A seguito dei chiarimenti forniti dal Ministero del Lavoro e delle Politiche Sociali, si informa che l’INPS ha pubblicato il messaggio n.270, con il quale ha chiarito che gli iscritti liberi professionisti, inclusi periti industriali, possono fruire del contributo economico per l’avvio di un’attività imprenditoriale in settori considerati strategici, previsto dall’articolo 21, comma 3, del decreto-legge n. 60/2024 e attuato dal decreto interministeriale 3 aprile 2025.
L’incentivo è finanziato nell’ambito del Programma Nazionale Giovani, donne e lavoro 2021-2027 – FSE+ (Priorità 1: Occupazione giovanile) e persegue l’obiettivo di migliorare l’accesso all’occupazione, anche mediante la promozione del lavoro autonomo e dell’economia sociale.

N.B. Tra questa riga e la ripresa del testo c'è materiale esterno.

//! Logger configuration read from a properties source
//!
//! Recognized keys:
//!
//! | key                  | meaning                                 | default     |
//! |----------------------|-----------------------------------------|-------------|
//! | `logLevel`           | threshold (`ALL`, `DEBUG`, ..., `OFF`)  | `ALL`       |
//! | `customLogFormatter` | formatter name in the registry          | `default`   |
//! | `logFilePath`        | output file; console when absent        | none        |
//! | `logFileLimit`       | rotation threshold in bytes, 0 = never  | `6000`      |
//! | `logFileCount`       | number of backups kept                  | `1`         |
//! | `logFileBuffered`    | buffer writes until flush               | `true`      |
//! | `logFileAppend`      | keep existing content on open           | `true`      |
//!
//! A bad value never aborts configuration: the key keeps its default and the
//! problem is returned alongside the config so the logger can report it.
//!
//! The same settings can also come from a JSON document, which is checked
//! strictly:
//!
//! ```json
//! {
//!   "level": "WARN",
//!   "formatter": "simple",
//!   "output_path": "logs/app.log",
//!   "rotation": { "max_bytes": 1048576, "max_backups": 3 }
//! }
//! ```

use super::error::{LoggerError, Result};
use super::formatter::FormatterRegistry;
use super::log_level::LevelFilter;
use super::properties::Properties;
use crate::appenders::rotating_file::RotationPolicy;
use serde::Deserialize;
use std::path::{Path, PathBuf};
use std::str::FromStr;

/// Properties file consulted by [`crate::global`]
pub const DEFAULT_PROPERTIES_PATH: &str = "config/logging.properties";

pub mod keys {
    pub const LOG_LEVEL: &str = "logLevel";
    pub const CUSTOM_LOG_FORMATTER: &str = "customLogFormatter";
    pub const LOG_FILE_PATH: &str = "logFilePath";
    pub const LOG_FILE_LIMIT: &str = "logFileLimit";
    pub const LOG_FILE_COUNT: &str = "logFileCount";
    pub const LOG_FILE_BUFFERED: &str = "logFileBuffered";
    pub const LOG_FILE_APPEND: &str = "logFileAppend";
}

#[derive(Debug, Clone, PartialEq, Eq, Deserialize)]
#[serde(default, deny_unknown_fields)]
pub struct LoggerConfig {
    pub level: LevelFilter,
    /// Registry name of the formatter
    pub formatter: String,
    pub output_path: Option<PathBuf>,
    pub rotation: RotationPolicy,
}

impl Default for LoggerConfig {
    fn default() -> Self {
        Self {
            level: LevelFilter::All,
            formatter: FormatterRegistry::DEFAULT.to_string(),
            output_path: None,
            rotation: RotationPolicy::default(),
        }
    }
}

impl LoggerConfig {
    /// Build a config from parsed properties
    ///
    /// Returns the config together with every problem found; each faulty
    /// key falls back to its default.
    pub fn from_properties(
        props: &Properties,
        registry: &FormatterRegistry,
    ) -> (Self, Vec<LoggerError>) {
        let mut config = Self::default();
        let mut problems = Vec::new();

        if let Some(level) = parse_key::<LevelFilter>(props, keys::LOG_LEVEL, &mut problems) {
            config.level = level;
        }

        if let Some(name) = props.get(keys::CUSTOM_LOG_FORMATTER) {
            let name = name.trim();
            if !name.is_empty() {
                if registry.contains(name) {
                    config.formatter = name.to_string();
                } else {
                    problems.push(LoggerError::unknown_formatter(name));
                }
            }
        }

        if let Some(path) = props.get(keys::LOG_FILE_PATH) {
            let path = path.trim();
            if !path.is_empty() {
                config.output_path = Some(PathBuf::from(path));
            }
        }

        if let Some(limit) = parse_key::<u64>(props, keys::LOG_FILE_LIMIT, &mut problems) {
            config.rotation.max_bytes = limit;
        }
        if let Some(count) = parse_key::<usize>(props, keys::LOG_FILE_COUNT, &mut problems) {
            if count == 0 {
                problems.push(LoggerError::config(
                    keys::LOG_FILE_COUNT,
                    "must be at least 1",
                ));
            } else {
                config.rotation.max_backups = count;
            }
        }
        if let Some(buffered) = parse_bool(props, keys::LOG_FILE_BUFFERED, &mut problems) {
            config.rotation.buffered = buffered;
        }
        if let Some(append) = parse_bool(props, keys::LOG_FILE_APPEND, &mut problems) {
            config.rotation.append = append;
        }

        (config, problems)
    }

    /// Load a properties file and build a config from it
    ///
    /// A missing or unreadable file yields the default config and the IO
    /// error as its only problem.
    pub fn load<P: AsRef<Path>>(
        path: P,
        registry: &FormatterRegistry,
    ) -> (Self, Vec<LoggerError>) {
        match Properties::load(path) {
            Ok(props) => Self::from_properties(&props, registry),
            Err(e) => (Self::default(), vec![e]),
        }
    }

    /// Parse a JSON config; omitted fields keep their defaults
    ///
    /// # Errors
    ///
    /// Fails on malformed JSON, unknown fields, an unknown level or
    /// formatter name, or an invalid rotation policy.
    pub fn from_json(text: &str, registry: &FormatterRegistry) -> Result<Self> {
        let config: Self = serde_json::from_str(text)?;
        if !registry.contains(&config.formatter) {
            return Err(LoggerError::unknown_formatter(config.formatter));
        }
        config.rotation.validate()?;
        Ok(config)
    }

    pub fn load_json<P: AsRef<Path>>(path: P, registry: &FormatterRegistry) -> Result<Self> {
        let path = path.as_ref();
        let text = std::fs::read_to_string(path).map_err(|e| {
            LoggerError::io_operation(
                "reading JSON config",
                format!("Failed to read '{}'", path.display()),
                e,
            )
        })?;
        Self::from_json(&text, registry)
    }

    /// Strict variant of [`LoggerConfig::load`] that fails on the first problem
    pub fn try_load<P: AsRef<Path>>(path: P, registry: &FormatterRegistry) -> Result<Self> {
        let (config, problems) = Self::load(path, registry);
        let first = problems.into_iter().next();
        match first {
            Some(e) => Err(e),
            None => Ok(config),
        }
    }
}

fn parse_key<T>(props: &Properties, key: &str, problems: &mut Vec<LoggerError>) -> Option<T>
where
    T: FromStr,
    T::Err: std::fmt::Display,
{
    let raw = props.get(key)?.trim();
    match raw.parse::<T>() {
        Ok(value) => Some(value),
        Err(e) => {
            problems.push(LoggerError::config(key, format!("'{}': {}", raw, e)));
            None
        }
    }
}

fn parse_bool(props: &Properties, key: &str, problems: &mut Vec<LoggerError>) -> Option<bool> {
    let raw = props.get(key)?.trim();
    match raw.to_ascii_lowercase().as_str() {
        "true" | "yes" | "on" => Some(true),
        "false" | "no" | "off" => Some(false),
        _ => {
            problems.push(LoggerError::config(
                key,
                format!("'{}' is not a boolean", raw),
            ));
            None
        }
    }
}

#[cfg(test)]
mod tests {
    use super::*;
    use std::fs;

    fn config_from(text: &str) -> (LoggerConfig, Vec<LoggerError>) {
        let props = Properties::parse(text).unwrap();
        LoggerConfig::from_properties(&props, &FormatterRegistry::default())
    }

    #[test]
    fn test_defaults_when_empty() {
        let (config, problems) = config_from("");
        assert!(problems.is_empty());
        assert_eq!(config, LoggerConfig::default());
        assert_eq!(config.level, LevelFilter::All);
        assert_eq!(config.formatter, "default");
    }

    #[test]
    fn test_all_keys() {
        let (config, problems) = config_from(
            "logLevel=WARNING\n\
             customLogFormatter=simple\n\
             logFilePath=logs/app.log\n\
             logFileLimit=1024\n\
             logFileCount=3\n\
             logFileBuffered=false\n\
             logFileAppend=false\n",
        );
        assert!(problems.is_empty(), "{:?}", problems);
        assert_eq!(config.level, LevelFilter::Warn);
        assert_eq!(config.formatter, "simple");
        assert_eq!(config.output_path, Some(PathBuf::from("logs/app.log")));
        assert_eq!(config.rotation.max_bytes, 1024);
        assert_eq!(config.rotation.max_backups, 3);
        assert!(!config.rotation.buffered);
        assert!(!config.rotation.append);
    }

    #[test]
    fn test_bad_level_falls_back() {
        let (config, problems) = config_from("logLevel=CHATTY\nlogFileLimit=10");
        assert_eq!(config.level, LevelFilter::All);
        assert_eq!(config.rotation.max_bytes, 10);
        assert_eq!(problems.len(), 1);
        assert!(problems[0].is_config_error());
    }

    #[test]
    fn test_unknown_formatter_falls_back() {
        let (config, problems) = config_from("customLogFormatter=com.log.hernando.Fancy");
        assert_eq!(config.formatter, "default");
        assert!(matches!(problems[0], LoggerError::UnknownFormatter { .. }));
    }

    #[test]
    fn test_bad_numbers_and_booleans() {
        let (config, problems) =
            config_from("logFileLimit=big\nlogFileCount=0\nlogFileBuffered=maybe");
        assert_eq!(config.rotation, RotationPolicy::default());
        assert_eq!(problems.len(), 3);
    }

    #[test]
    fn test_missing_file_yields_defaults() {
        let dir = tempfile::tempdir().unwrap();
        let (config, problems) = LoggerConfig::load(
            dir.path().join("missing.properties"),
            &FormatterRegistry::default(),
        );
        assert_eq!(config, LoggerConfig::default());
        assert_eq!(problems.len(), 1);
        assert!(!problems[0].is_config_error());
    }

    #[test]
    fn test_from_json() {
        let registry = FormatterRegistry::default();
        let config = LoggerConfig::from_json(
            r#"{
                "level": "warning",
                "formatter": "com.example.SimpleFormatter",
                "output_path": "logs/app.log",
                "rotation": { "max_bytes": 1024, "max_backups": 3 }
            }"#,
            &registry,
        )
        .unwrap();
        assert_eq!(config.level, LevelFilter::Warn);
        assert_eq!(config.output_path, Some(PathBuf::from("logs/app.log")));
        assert_eq!(config.rotation.max_bytes, 1024);
        assert_eq!(config.rotation.max_backups, 3);
        assert!(config.rotation.buffered);

        assert_eq!(
            LoggerConfig::from_json("{}", &registry).unwrap(),
            LoggerConfig::default()
        );
    }

    #[test]
    fn test_from_json_rejects_bad_documents() {
        let registry = FormatterRegistry::default();
        for text in [
            r#"{"level": "CHATTY"}"#,
            r#"{"levle": "INFO"}"#,
            r#"{"rotation": {"max_backups": 0}}"#,
            r#"{"formatter": "fancy"}"#,
            "not json",
        ] {
            let err = LoggerConfig::from_json(text, &registry).unwrap_err();
            assert!(err.is_config_error(), "{}: {:?}", text, err);
        }
    }

    #[test]
    fn test_load_json_file() {
        let dir = tempfile::tempdir().unwrap();
        let path = dir.path().join("logging.json");
        fs::write(&path, r#"{"level": "ERROR"}"#).unwrap();

        let registry = FormatterRegistry::default();
        let config = LoggerConfig::load_json(&path, &registry).unwrap();
        assert_eq!(config.level, LevelFilter::Error);
        assert!(LoggerConfig::load_json(dir.path().join("absent.json"), &registry).is_err());
    }

    #[test]
    fn test_try_load() {
        let dir = tempfile::tempdir().unwrap();
        let good = dir.path().join("good.properties");
        fs::write(&good, "logLevel = INFO\n").unwrap();
        let bad = dir.path().join("bad.properties");
        fs::write(&bad, "logLevel = LOUD\n").unwrap();

        let registry = FormatterRegistry::default();
        assert_eq!(
            LoggerConfig::try_load(&good, &registry).unwrap().level,
            LevelFilter::Info
        );
        assert!(LoggerConfig::try_load(&bad, &registry).is_err());
    }
}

In particolare, poiché i liberi professionisti non sono tenuti all’iscrizione al Registro delle imprese, in sede di domanda dovranno dichiarare la data di apertura della partita IVA, che deve collocarsi tra il 1° luglio 2024 e il 31 dicembre 2025.
Il servizio INPS di presentazione della domanda resterà aperto dal 31 gennaio al 2 marzo 2026, esclusivamente per i liberi professionisti in possesso dei requisiti indicati nella circolare INPS n. 148/2025.